Welcome back to Up To Speed, in which Flash TV show veteran Dylan Todd and newbie Ziah Grace break down the latest episode of The Flash, dispense some Flash Facts, and talk about what works, what doesn’t, and where the series might be headed. But Ziah is on vacation this week, so guest commentator Chris Sims has stepped in to keep his spot warm!

This week, Barry has lost his speed and has to live like a boring norm, but can he still save the day when an elderly teenager threatens Harrison Wells? "Back To Normal" was directed by John F. Showalter and written by Brooke Roberts & Katherine Walczak.

Dylan: Well, that was certainly an episode, huh? After last week’s ramping up of the stakes, with Zoom taking both Barry’s speed as well as Caitlin Snow, we got… a pretty standard villain-of-the-week episode, actually. While Barry’s power loss and Caitlin’s kidnapping definitely affect the episode, this very easily could have been one of the earlier episodes of the season as opposed to a stopgap as we prepare for the season finale. We can dig into it a little more as we go, but did this sort of fall a little flat for you? I mean, for all of last week’s missteps, it at least had some sort of (no pun intended) momentum. Am I being too harsh? Or was this one kind of a turd?

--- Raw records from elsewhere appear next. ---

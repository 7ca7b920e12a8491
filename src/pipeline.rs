//! Dataset fetch pipeline: watermark, count, download, merge.
//!
//! One pipeline serves a whole run. Datasets are processed sequentially
//! (their pages download in parallel); a failing dataset is recorded and
//! the run moves on, so one broken resource cannot block the rest.

use std::path::{Path, PathBuf};
use std::sync::Arc;
use std::time::{Duration, Instant};

use crate::dataset::DatasetDescriptor;
use crate::downloader::{
    DownloadError, DownloadResult, FetchPlan, ParallelDownloadEngine, ProgressTracker,
    RateController,
};
use crate::fetcher::{PageFetch, PageQuery, SodaClient};
use crate::session::Session;
use crate::store::{MergeEngine, StoreError, WatermarkStore};

/// File holding the per-dataset watermarks, relative to the output directory.
pub const WATERMARK_FILE: &str = ".watermarks.json";

/// Pipeline settings for one run.
#[derive(Debug, Clone)]
pub struct PipelineConfig {
    /// Directory for merged tables, watermarks and scratch space
    pub output_dir: PathBuf,
    /// Whether datasets with a date field fetch incrementally
    pub incremental: bool,
    /// Initial worker pool size, when overriding the default
    pub workers: Option<usize>,
}

/// Result of one dataset run.
#[derive(Debug, Clone)]
pub struct DatasetReport {
    /// Dataset name
    pub name: String,
    /// Rows fetched in this run
    pub fetched_rows: u64,
    /// Rows in the merged table afterwards
    pub table_rows: u64,
    /// Wall time for the dataset
    pub elapsed: Duration,
}

/// Totals for a multi-dataset run.
#[derive(Debug, Clone, Default)]
pub struct RunSummary {
    /// Successful datasets
    pub reports: Vec<DatasetReport>,
    /// Names of datasets that failed
    pub failed: Vec<String>,
}

impl RunSummary {
    /// Whether every dataset succeeded.
    pub fn all_succeeded(&self) -> bool {
        self.failed.is_empty()
    }
}

/// Orchestrates fetching and merging for a set of datasets.
pub struct FetchPipeline {
    fetcher: Arc<dyn PageFetch>,
    rate: Arc<RateController>,
    merge: MergeEngine,
    watermarks: WatermarkStore,
    progress: ProgressTracker,
    output_dir: PathBuf,
    incremental: bool,
}

impl FetchPipeline {
    /// Pipeline over `session` writing into `config.output_dir`.
    pub fn new(session: Session, config: PipelineConfig) -> Self {
        let rate = Arc::new(match config.workers {
            Some(workers) => {
                RateController::with_limits(workers, crate::downloader::config::MIN_WORKERS)
            }
            None => RateController::new(),
        });
        Self {
            fetcher: Arc::new(SodaClient::new(session, rate.clone())),
            rate,
            merge: MergeEngine::new(),
            watermarks: WatermarkStore::new(config.output_dir.join(WATERMARK_FILE)),
            progress: ProgressTracker::default(),
            output_dir: config.output_dir,
            incremental: config.incremental,
        }
    }

    /// Replace the page source, e.g. with a mock in tests.
    pub fn with_fetcher(mut self, fetcher: Arc<dyn PageFetch>) -> Self {
        self.fetcher = fetcher;
        self
    }

    /// Run every dataset, collecting per-dataset outcomes.
    pub async fn run(&self, datasets: &[DatasetDescriptor]) -> RunSummary {
        let mut summary = RunSummary::default();
        for dataset in datasets {
            match self.run_dataset(dataset).await {
                Ok(report) => {
                    tracing::info!(
                        dataset = %report.name,
                        fetched_rows = report.fetched_rows,
                        table_rows = report.table_rows,
                        elapsed_secs = report.elapsed.as_secs(),
                        "dataset complete"
                    );
                    summary.reports.push(report);
                }
                Err(err) => {
                    tracing::error!(dataset = %dataset.name, error = %err, "dataset failed");
                    summary.failed.push(dataset.name.clone());
                }
            }
        }
        summary
    }

    /// Fetch and merge one dataset.
    pub async fn run_dataset(&self, dataset: &DatasetDescriptor) -> DownloadResult<DatasetReport> {
        dataset.validate().map_err(DownloadError::Config)?;
        std::fs::create_dir_all(&self.output_dir).map_err(StoreError::from)?;

        let started = Instant::now();
        let watermark = self.incremental_watermark(dataset)?;
        let query = build_query(dataset, watermark.as_deref());
        if let Some(date) = &watermark {
            tracing::info!(dataset = %dataset.name, since = %date, "incremental fetch");
        } else {
            tracing::info!(dataset = %dataset.name, "full fetch");
        }

        let dest = self.table_path(dataset);
        let (fetched_rows, table_rows) = match self.fetch_and_merge(dataset, &query, &dest).await {
            Ok(counts) => counts,
            Err(DownloadError::Store(StoreError::SchemaDrift { existing, incoming })) => {
                tracing::warn!(
                    dataset = %dataset.name,
                    existing = %existing,
                    incoming = %incoming,
                    "schema drift, falling back to full refresh"
                );
                self.full_refresh(dataset, &dest).await?
            }
            Err(err) => return Err(err),
        };

        if dataset.date_field.is_some() {
            self.watermarks
                .set(&dataset.id, &WatermarkStore::today())
                .map_err(DownloadError::Store)?;
        }

        Ok(DatasetReport {
            name: dataset.name.clone(),
            fetched_rows,
            table_rows,
            elapsed: started.elapsed(),
        })
    }

    /// Download all pages for `query` and merge them into `dest`.
    async fn fetch_and_merge(
        &self,
        dataset: &DatasetDescriptor,
        query: &PageQuery,
        dest: &Path,
    ) -> DownloadResult<(u64, u64)> {
        let total = self.fetcher.count_rows(&dataset.id, query).await?;
        let plan = FetchPlan::new(total, dataset.page_size);
        tracing::info!(
            dataset = %dataset.name,
            estimated_rows = total,
            pages = plan.page_count(),
            "fetch planned"
        );

        let scratch = self.scratch_dir(dataset)?;
        let progress = self.progress.dataset(&dataset.name, plan.page_count());
        let engine = ParallelDownloadEngine::new(self.fetcher.clone(), self.rate.clone());
        let summary = engine
            .run(&dataset.id, &plan, query, scratch.path(), &progress)
            .await?;

        let outcome = self
            .merge
            .merge(scratch.path(), dest, &dataset.primary_key)?;
        Ok((summary.rows, outcome.rows))
    }

    /// Refetch the full dataset and rewrite the table from scratch.
    async fn full_refresh(
        &self,
        dataset: &DatasetDescriptor,
        dest: &Path,
    ) -> DownloadResult<(u64, u64)> {
        let query = build_query(dataset, None);
        let total = self.fetcher.count_rows(&dataset.id, &query).await?;
        let plan = FetchPlan::new(total, dataset.page_size);

        let scratch = self.scratch_dir(dataset)?;
        let progress = self.progress.dataset(&dataset.name, plan.page_count());
        let engine = ParallelDownloadEngine::new(self.fetcher.clone(), self.rate.clone());
        let summary = engine
            .run(&dataset.id, &plan, &query, scratch.path(), &progress)
            .await?;

        let outcome = self
            .merge
            .overwrite(scratch.path(), dest, &dataset.primary_key)?;
        Ok((summary.rows, outcome.rows))
    }

    fn incremental_watermark(
        &self,
        dataset: &DatasetDescriptor,
    ) -> DownloadResult<Option<String>> {
        if !self.incremental || dataset.date_field.is_none() {
            return Ok(None);
        }
        let mark = self
            .watermarks
            .get(&dataset.id)
            .map_err(DownloadError::Store)?;
        Ok(mark.map(|m| m.last_date))
    }

    /// Path of the merged table for a dataset.
    pub fn table_path(&self, dataset: &DatasetDescriptor) -> PathBuf {
        self.output_dir.join(format!("{}.parquet", dataset.name))
    }

    fn scratch_dir(&self, dataset: &DatasetDescriptor) -> DownloadResult<tempfile::TempDir> {
        tempfile::Builder::new()
            .prefix(&format!(".{}-pages-", dataset.name))
            .tempdir_in(&self.output_dir)
            .map_err(|e| DownloadError::Store(StoreError::Io(e)))
    }
}

/// Page query for a dataset, with the watermark filter applied when given.
fn build_query(dataset: &DatasetDescriptor, since_date: Option<&str>) -> PageQuery {
    let watermark_filter = match (&dataset.date_field, since_date) {
        (Some(field), Some(date)) => Some(format!("{field} >= '{date}'")),
        _ => None,
    };
    PageQuery {
        select: dataset.select.clone(),
        filter: combine_filters(dataset.filter.as_deref(), watermark_filter.as_deref()),
        group: dataset.group.clone(),
        order: dataset.order.clone(),
    }
}

fn combine_filters(base: Option<&str>, watermark: Option<&str>) -> Option<String> {
    match (base, watermark) {
        (Some(a), Some(b)) => Some(format!("({a}) AND ({b})")),
        (Some(a), None) => Some(a.to_string()),
        (None, Some(b)) => Some(b.to_string()),
        (None, None) => None,
    }
}

#[cfg(test)]
mod tests {
    use super::*;
    use crate::dataset::DatasetDescriptor;

    #[test]
    fn test_build_query_with_watermark() {
        let dataset = DatasetDescriptor::new("m9d7-ebf2", "vehicles", vec!["plate".to_string()])
            .with_date_field("first_seen");
        let query = build_query(&dataset, Some("20240101"));
        assert_eq!(query.filter.as_deref(), Some("first_seen >= '20240101'"));
    }

    #[test]
    fn test_build_query_combines_filters() {
        let mut dataset =
            DatasetDescriptor::new("m9d7-ebf2", "vehicles", vec!["plate".to_string()])
                .with_date_field("first_seen");
        dataset.filter = Some("kind = 'car'".to_string());
        let query = build_query(&dataset, Some("20240101"));
        assert_eq!(
            query.filter.as_deref(),
            Some("(kind = 'car') AND (first_seen >= '20240101')")
        );
    }

    #[test]
    fn test_build_query_without_date_field() {
        let dataset = DatasetDescriptor::new("8ys7-d773", "fuel", vec!["plate".to_string()]);
        let query = build_query(&dataset, Some("20240101"));
        assert_eq!(query.filter, None);
    }
}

Chris: I only started watching with this season, but yeah, these past two have been among the worst episodes I’ve seen so far. That’s not to say that there wasn’t stuff to enjoy --- Danielle Panabaker going Full Haley-Mills-In-The-Parent-Trap was a true delight --- but everything else felt… wait for it… slowed down.

Dylan: Ah, it’s like Ziah never left. Yeah, Killer Frost is always fun. I also enjoyed Twells walking around Opal City with a huge Destiny gun, looking for his wayward teen daughter.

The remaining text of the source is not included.